Perusahan tersebut—PT Kirana Cakrawala—pemegang konsesi Hutan Tanaman Industri (HTI) berdasarkan SK Menteri Kehutanan nomor 184/Kpts-II/1997. Luas konsesinya 2.3457 hektare. Produksi terakhirnya 2011. Sudah vakum 10 tahun, PT Kirana kembali mendapat izin penyetaraan melalui SK Nomor 936/MENLHK/SETJEN/HPL.0/10/2021. Izin ini diperoleh setelah lahir Permen KLHK Nomor 8 Tahun 2021 tentang Tata Hutan dan Penyusunan Rencana Pengelolaan Hutan, Serta Pemanfaatan Hutan di Hutan Lindung dan Hutan Produksi.

Berdasarkan rencana kerja usaha pemanfaatan hasil hutan (RKUPH) periode 2021—2023, model usaha PT Kirana teranyar adalah multiusaha kehutanan, berupa kebun energi atau Hutan Tanaman Energi (HTE).  Luas konsesinya masih seperti SK pertama, membentang di sebagian hutan alam Kecamatan Maba Tengah. Dusun Mamawas, perkampungan masyarakat adat Ohongana Manyawa atau Orang Tobelo Dalam masuk konsesi tersebut.

Peta konsesi PT Kirana Cakrawala tumpah tindih dengan dua konsesi tambang.

Letet, tetua dari klan suku itu, bercerita bahwa sebelum perusahan beroperasi, para datuk mereka lebih awal menempati belantara hutan. Namun saat hendak membangun perkampungan di dalam hutan itu ditolak perusahaan. Kala itu 2007, Letet bersama kerabatnya, Kepala Desa Ilili datang ke kantor PT Kirana Cakrawala di Desa Maratana Jaya. Dihadapan penanggung jawab perusahaan, ia menyampaikan maksud membangun lima hunian di kilometer 14—kini Dusun Mamawas. “Tapi pihak perusahan tar (tidak) memberikan izin,” ujarnya.

Letet tak patah arang, namun tiga kali ia mendatangi kantor itu, tiga kali pula ditolak. “Padahal ini tanah adat kita, tetapi mengapa ditolak.” Letet kemudian bertemu seorang polisi lalu meminta bantuan.
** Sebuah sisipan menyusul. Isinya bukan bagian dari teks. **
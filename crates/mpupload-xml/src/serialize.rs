//! S3 XML serialization: converting Rust types to S3-compatible XML.
//!
//! This module provides the [`S3Serialize`] trait and its implementations for
//! the documents mpupload writes. The completion document is the only one sent
//! over the wire; the result documents are written by in-process test servers.

use std::io::{self, Write};

use quick_xml::Writer;
use quick_xml::escape::partial_escape;
use quick_xml::events::{BytesDecl, BytesText, Event};

use crate::error::XmlError;
use crate::types::{
    CompleteMultipartUploadResult, CompletedMultipartUpload, CompletedPart,
    InitiateMultipartUploadResult, quote_etag,
};

/// The S3 XML namespace.
pub const S3_NAMESPACE: &str = "http://s3.amazonaws.com/doc/2006-03-01/";

/// Trait for serializing S3 types to XML.
///
/// Implementors write their content as child elements inside the current XML
/// context. The root element name and namespace are handled by [`to_xml`].
///
/// Uses `io::Result` because `quick_xml::Writer` closures require `io::Result<()>`.
pub trait S3Serialize {
    /// Serialize this value as XML child elements into the given writer.
    ///
    /// # Errors
    ///
    /// Returns `io::Error` if writing to the underlying writer fails.
    fn serialize_xml<W: Write>(&self, writer: &mut Writer<W>) -> io::Result<()>;
}

/// Serialize a value as S3-compatible XML with declaration and namespace.
///
/// # Examples
///
/// ```
/// use mpupload_xml::{CompletedMultipartUpload, CompletedPart, to_xml};
///
/// let doc = CompletedMultipartUpload {
///     parts: vec![CompletedPart { part_number: 1, etag: "abc".into() }],
/// };
/// let xml = String::from_utf8(to_xml("CompleteMultipartUpload", &doc).unwrap()).unwrap();
/// assert!(xml.contains("<Part><PartNumber>1</PartNumber><ETag>\"abc\"</ETag></Part>"));
/// ```
///
/// # Errors
///
/// Returns `XmlError` if serialization fails.
pub fn to_xml<T: S3Serialize>(root_element: &str, value: &T) -> Result<Vec<u8>, XmlError> {
    let mut buf = Vec::with_capacity(512);
    let mut writer = Writer::new(&mut buf);

    writer.write_event(Event::Decl(BytesDecl::new("1.0", Some("UTF-8"), None)))?;

    writer
        .create_element(root_element)
        .with_attribute(("xmlns", S3_NAMESPACE))
        .write_inner_content(|w| value.serialize_xml(w))?;

    Ok(buf)
}

/// Write a simple `<tag>text</tag>` element.
fn write_text_element<W: Write>(writer: &mut Writer<W>, tag: &str, text: &str) -> io::Result<()> {
    writer
        .create_element(tag)
        .write_text_content(BytesText::new(text))?;
    Ok(())
}

/// Write `<tag>text</tag>` only if the value is `Some`.
fn write_optional_text<W: Write>(
    writer: &mut Writer<W>,
    tag: &str,
    value: Option<&str>,
) -> io::Result<()> {
    if let Some(v) = value {
        write_text_element(writer, tag, v)?;
    }
    Ok(())
}

/// Write `<ETag>"value"</ETag>` with the quotes kept literal.
fn write_etag<W: Write>(writer: &mut Writer<W>, etag: &str) -> io::Result<()> {
    let quoted = quote_etag(etag);
    writer
        .create_element("ETag")
        .write_text_content(BytesText::from_escaped(partial_escape(quoted.as_str())))?;
    Ok(())
}

impl S3Serialize for CompletedPart {
    fn serialize_xml<W: Write>(&self, writer: &mut Writer<W>) -> io::Result<()> {
        write_text_element(writer, "PartNumber", &self.part_number.to_string())?;
        write_etag(writer, &self.etag)
    }
}

impl S3Serialize for CompletedMultipartUpload {
    fn serialize_xml<W: Write>(&self, writer: &mut Writer<W>) -> io::Result<()> {
        for part in &self.parts {
            writer
                .create_element("Part")
                .write_inner_content(|w| part.serialize_xml(w))?;
        }
        Ok(())
    }
}

impl S3Serialize for InitiateMultipartUploadResult {
    fn serialize_xml<W: Write>(&self, writer: &mut Writer<W>) -> io::Result<()> {
        write_optional_text(writer, "Bucket", self.bucket.as_deref())?;
        write_optional_text(writer, "Key", self.key.as_deref())?;
        write_optional_text(writer, "UploadId", self.upload_id.as_deref())
    }
}

impl S3Serialize for CompleteMultipartUploadResult {
    fn serialize_xml<W: Write>(&self, writer: &mut Writer<W>) -> io::Result<()> {
        write_optional_text(writer, "Location", self.location.as_deref())?;
        write_optional_text(writer, "Bucket", self.bucket.as_deref())?;
        write_optional_text(writer, "Key", self.key.as_deref())?;
        if let Some(etag) = &self.etag {
            write_etag(writer, etag)?;
        }
        Ok(())
    }
}

#[cfg(test)]
mod tests {
    use super::*;

    fn to_string<T: S3Serialize>(root: &str, value: &T) -> String {
        String::from_utf8(to_xml(root, value).expect("serialization should succeed"))
            .expect("valid UTF-8")
    }

    #[test]
    fn test_should_serialize_completion_document_in_given_order() {
        let doc = CompletedMultipartUpload {
            parts: vec![
                CompletedPart {
                    part_number: 1,
                    etag: "\"a54357aff0632cce46d942af68356b38\"".to_owned(),
                },
                CompletedPart {
                    part_number: 2,
                    etag: "0c78aef83f66abc1fa1e8477f296d394".to_owned(),
                },
            ],
        };

        let xml = to_string("CompleteMultipartUpload", &doc);
        assert!(xml.starts_with("<?xml version=\"1.0\" encoding=\"UTF-8\"?>"));
        assert!(xml.contains(&format!(
            "<CompleteMultipartUpload xmlns=\"{S3_NAMESPACE}\">"
        )));
        assert!(xml.contains(
            "<Part><PartNumber>1</PartNumber><ETag>\"a54357aff0632cce46d942af68356b38\"</ETag></Part>\
             <Part><PartNumber>2</PartNumber><ETag>\"0c78aef83f66abc1fa1e8477f296d394\"</ETag></Part>"
        ));
        assert!(xml.ends_with("</CompleteMultipartUpload>"));
    }

    #[test]
    fn test_should_serialize_empty_completion_document() {
        let xml = to_string("CompleteMultipartUpload", &CompletedMultipartUpload::default());
        assert!(!xml.contains("<Part>"));
    }

    #[test]
    fn test_should_escape_markup_in_etag_but_not_quotes() {
        let doc = CompletedMultipartUpload {
            parts: vec![CompletedPart {
                part_number: 3,
                etag: "a<b&c".to_owned(),
            }],
        };
        let xml = to_string("CompleteMultipartUpload", &doc);
        assert!(xml.contains("<ETag>\"a&lt;b&amp;c\"</ETag>"));
    }

    #[test]
    fn test_should_skip_absent_fields_in_initiate_result() {
        let result = InitiateMultipartUploadResult {
            bucket: Some("bucket".to_owned()),
            key: None,
            upload_id: Some("2~abc".to_owned()),
        };
        let xml = to_string("InitiateMultipartUploadResult", &result);
        assert!(xml.contains("<Bucket>bucket</Bucket>"));
        assert!(!xml.contains("<Key>"));
        assert!(xml.contains("<UploadId>2~abc</UploadId>"));
    }
}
Pria ini membuat warkat dan dengan diantar anak lelakinya, ia mendatangi lagi Kantor PT Kirana Cakrawala. Tak berselang lama, pihak perusahan menyetujui pembangunan hunian. “Syaratnya, boleh membangun hunian asal jangan tebang gmelina,” ungkapnya.
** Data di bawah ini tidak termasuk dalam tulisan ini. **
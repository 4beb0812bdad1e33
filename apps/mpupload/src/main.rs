//! mpupload - upload one large file to S3-compatible storage.
//!
//! Reads everything from the environment, uploads the file as a SigV4-signed
//! multipart upload, and exits non-zero if the upload did not complete. On
//! failure the incomplete upload is aborted so that it does not keep holding
//! storage.
//!
//! # Usage
//!
//! ```text
//! AWS_ACCESS_KEY_ID=... AWS_SECRET_ACCESS_KEY=... \
//! S3_ENDPOINT_URL=https://s3.eu-ro-1.example.com AWS_REGION=EU-RO-1 \
//! S3_BUCKET=media S3_KEY=uploads/session.wav UPLOAD_FILE=session.wav UPLOAD_CONTENT_TYPE=audio/wav \
//! mpupload
//! ```
//!
//! # Environment Variables
//!
//! | Variable | Default | Description |
//! |----------|---------|-------------|
//! | `AWS_ACCESS_KEY_ID` / `RUNPOD_AWS_ACCESS_KEY_ID` / `ACCESS_KEY` | *(required)* | Access key id |
//! | `AWS_SECRET_ACCESS_KEY` / `RUNPOD_AWS_SECRET_ACCESS_KEY` / `SECRET_KEY` | *(required)* | Secret access key |
//! | `S3_BUCKET` / `RUNPOD_BUCKET_NAME` | *(required)* | Bare bucket id |
//! | `S3_KEY` | *(required)* | Destination object key |
//! | `UPLOAD_FILE` | *(required)* | Source file |
//! | `S3_ENDPOINT_URL` / `RUNPOD_S3_ENDPOINT` | `http://localhost:4566` | Endpoint base URL |
//! | `AWS_REGION` / `RUNPOD_REGION` | `us-east-1` | Region, signed verbatim |
//! | `UPLOAD_CONTENT_TYPE` | `application/octet-stream` | Object content type |
//! | `UPLOAD_CHUNK_SIZE` | `10485760` | Part size in bytes |
//! | `UPLOAD_CONCURRENCY` | `3` | Parts in flight |
//! | `UPLOAD_MAX_ATTEMPTS` | `3` | Attempts per call |
//! | `LOG_LEVEL` | `info` | Log level filter |
//! | `RUST_LOG` | *(unset)* | Fine-grained tracing filter (overrides `LOG_LEVEL`) |

use anyhow::{Context, Result};
use tracing::{error, info};
use tracing_subscriber::EnvFilter;

use mpupload_core::config::{UploadConfig, UploadTarget, credentials_from_env};
use mpupload_core::{HttpTransport, S3Client, UploadFailure, Uploader};

/// Initialize the tracing subscriber.
///
/// Uses `RUST_LOG` if set, otherwise falls back to the `LOG_LEVEL` config value.
fn init_tracing(log_level: &str) -> Result<()> {
    let filter = if std::env::var("RUST_LOG").is_ok() {
        EnvFilter::from_default_env()
    } else {
        EnvFilter::try_new(log_level)
            .with_context(|| format!("invalid log level filter: {log_level}"))?
    };

    tracing_subscriber::fmt()
        .with_env_filter(filter)
        .with_target(true)
        .init();

    Ok(())
}

fn report_failure(failure: &UploadFailure) {
    error!(
        kind = %failure.kind(),
        state = %failure.state,
        upload_id = failure.upload_id.as_deref().unwrap_or("-"),
        abort = %failure.abort,
        error = %failure.error,
        "Upload failed"
    );
    if let Some(body) = failure.error.raw_body() {
        error!(body, "Server response body");
    }
}

#[tokio::main]
async fn main() -> Result<()> {
    let config = UploadConfig::from_env();
    init_tracing(&config.log_level)?;

    config.validate().context("invalid upload configuration")?;
    let target = UploadTarget::from_env().context("upload target is not configured")?;
    target.validate().context("invalid upload target")?;
    let credentials = credentials_from_env().context("credentials are not configured")?;

    info!(
        config = %serde_json::to_string(&config).unwrap_or_default(),
        bucket = %target.bucket,
        key = %target.key,
        file = %target.file.display(),
        "mpupload starting"
    );

    let transport = HttpTransport::new(config.connect_timeout(), config.request_timeout())?;
    let client = S3Client::new(transport, credentials, &config)?;
    let uploader = Uploader::new(client, &config);

    match uploader
        .upload(&target.bucket, &target.key, &target.file)
        .await
    {
        Ok(outcome) => {
            info!(
                bucket = %outcome.bucket,
                key = %outcome.key,
                parts = outcome.part_count,
                bytes = outcome.total_bytes,
                etag = outcome.etag.as_deref().unwrap_or("-"),
                location = outcome.location.as_deref().unwrap_or("-"),
                "Upload finished"
            );
            Ok(())
        }
        Err(failure) => {
            report_failure(&failure);
            Err(failure).context("multipart upload did not complete")
        }
    }
}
Letet bercerita, tanah adat mereka sebenarnya membentang dari Dusun Mamawas, Tanah Merah hingga ogah-ogah. Di sana ada kawasan hutan, kuburan, babasaram (bekas tempat tinggal), dan kebun. Klaim Letet itu dibenarkan Oraha Tomodi yang lahir di kilometer 16 di sempadan sungai Mamawas—Babasaram. Kata dia, hutan itu ditanami nanas, singkong, keladi, bambu, dan duku.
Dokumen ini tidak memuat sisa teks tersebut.